I think for me, gifting aka consuming may be a little like eating at the top of the food chain: something I want to do consciously, with awareness of the costs and drawbacks involved. Buying secondhand, reusing and regifting are all great options, as is buying exactly what someone wants -- even if it's at a premium -- so that they won't be replacing that item anytime soon. I think the long-standing tradition of going with what the receiver would most want is my right choice.

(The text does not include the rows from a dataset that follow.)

// Copyright (c) 2025 SOLARE S.R.O.
//
// This file is part of ThermION.
//
// Licensed under the Creative Commons Attribution-NonCommercial-NoDerivatives 4.0 International
// (CC BY-NC-ND 4.0). You may use and share this file for non-commercial purposes only and you may not
// create derivatives. See <https://creativecommons.org/licenses/by-nc-nd/4.0/>.
//
// This software is provided "AS IS", without warranty of any kind.
//
// For commercial licensing, please contact: info@solare.cz

use chrono::{DateTime, Utc};
use serde::{Deserialize, Serialize};

use crate::telemetry::WeatherSnapshot;

/// Learned thermal behaviour of one building/zone
///
/// Created with seed defaults at first use, nudged after every observed
/// response, persisted by the storage collaborator. Superseded, never
/// deleted.
#[derive(Debug, Clone, PartialEq, Serialize, Deserialize)]
pub struct ThermalCharacteristics {
    /// Indoor warm-up rate while heating is active (degC/hour)
    pub heating_rate: f32,

    /// Indoor cool-down rate towards outdoor while idle (degC/hour)
    pub cooling_rate: f32,

    /// Damping factor, 0-1; higher mass means slower response
    pub thermal_mass: f32,

    /// Confidence in the learned rates, 0-1
    pub model_confidence: f32,

    /// Scalar governing how aggressively price changes translate into
    /// setpoint changes; recalibrated periodically from history
    pub responsiveness_factor: f32,

    /// Last learning or calibration update
    pub last_updated: DateTime<Utc>,
}

impl ThermalCharacteristics {
    /// Seed characteristics for a building we know nothing about yet
    pub fn seed(heating_rate: f32, cooling_rate: f32, thermal_mass: f32) -> Self {
        Self {
            heating_rate,
            cooling_rate,
            thermal_mass,
            model_confidence: 0.3,
            responsiveness_factor: 1.0,
            last_updated: Utc::now(),
        }
    }
}

impl Default for ThermalCharacteristics {
    fn default() -> Self {
        Self::seed(1.5, 0.4, 0.5)
    }
}

/// One telemetry sample recorded for the learning model
#[derive(Debug, Clone, PartialEq, Serialize, Deserialize)]
pub struct ThermalDataPoint {
    pub recorded_at: DateTime<Utc>,
    pub indoor_c: f32,
    pub outdoor_c: f32,
    pub target_c: f32,
    pub heating_active: bool,
    pub weather: WeatherSnapshot,
    /// Price level rank at sample time (0 = very cheap .. 4 = very
    /// expensive); consumed in aggregate by calibration
    pub price_rank: u8,
}

/// Learned valid range for the raw efficiency (COP-like) ratio
///
/// Updated incrementally as readings arrive; readings outside the bounds
/// are clipped before normalization so a single bad sensor read cannot
/// destabilize downstream weighting.
#[derive(Debug, Clone, PartialEq, Serialize, Deserialize)]
pub struct EfficiencyBounds {
    /// Estimate of the 5th percentile of observed ratios
    pub min_ratio: f32,

    /// Estimate of the 95th percentile of observed ratios
    pub max_ratio: f32,

    /// Readings folded into the estimates so far
    pub samples: u64,
}

impl Default for EfficiencyBounds {
    fn default() -> Self {
        // Plausible air/water heat pump COP range before any learning
        Self {
            min_ratio: 1.5,
            max_ratio: 5.0,
            samples: 0,
        }
    }
}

'Cause that is, of course, what the gifting spirit is all about, and perhaps the stuff, as well. Trying to nurture each other, to sustain and build relationships. And we don't all have time and creativity in spades... and some circumstances don't warrant a hand-written copy of a favorite Neruda poem. Or a compact fluorescent bulb for that matter. Some of my relationships would benefit more from hanging out for a weekend and actually spending time remembering what we love about each other. Gifts may just be a substitute for the time we all lack.... Which is why, when grasping for ways to connect, we should open our minds to the full range of options available (some of which don't involve buying stuff at all, some which do) as we try for that smile of surprise, of happiness, that spark of recognition that we get each other.

4 comments:

Mrs. G. said...

This is an excellent post. I do what I can, but I know it's not enough. I wrap in inside out brown grocery bags, and I try to buy gifts that support family businesses...with a special emphasis on moms working at home while they raise children. One of my top five goals for this coming year, it to really analyze what I can do to leave a lighter (much lighter) footprint. I welcome any resources you might send my way. It's time for me to walk the walk and not just (sort of) talk the talk. Most of my fantasy gifts are just that--fantasies.

JessTrev said...

Thanks, Mrs. G! Glad you stopped by. I have really been enjoying Treehugger's series lately profiling real people and the choices they're making to be green (here's one -- http://www.treehugger.com/files/2007/12/th-citizen-profile-patel.php). Of course, all of these people are way greener than me. I just learned recently that serious environmentalists use shades of green to tag how enviro you are (the darker the greener). I am pretty much lime green. These folks are forest....

Unknown said...

Here's a low-tech gift I would never have thought of before blogs came into my life: A bag of rocks!

It was featured on GeekDad last week:
http://blog.wired.com/geekdad/2007/12/low-end-geekmas.html

Mary Beth said...

Very interesting thoughts. I struggle with gift giving and getting so much every year. I don't want to give useless stuff that is not the person's taste. Usually we end up giving hand made and consumable. For getting, I am a list maker and am thrilled beyond belief to get something that I actually wanted.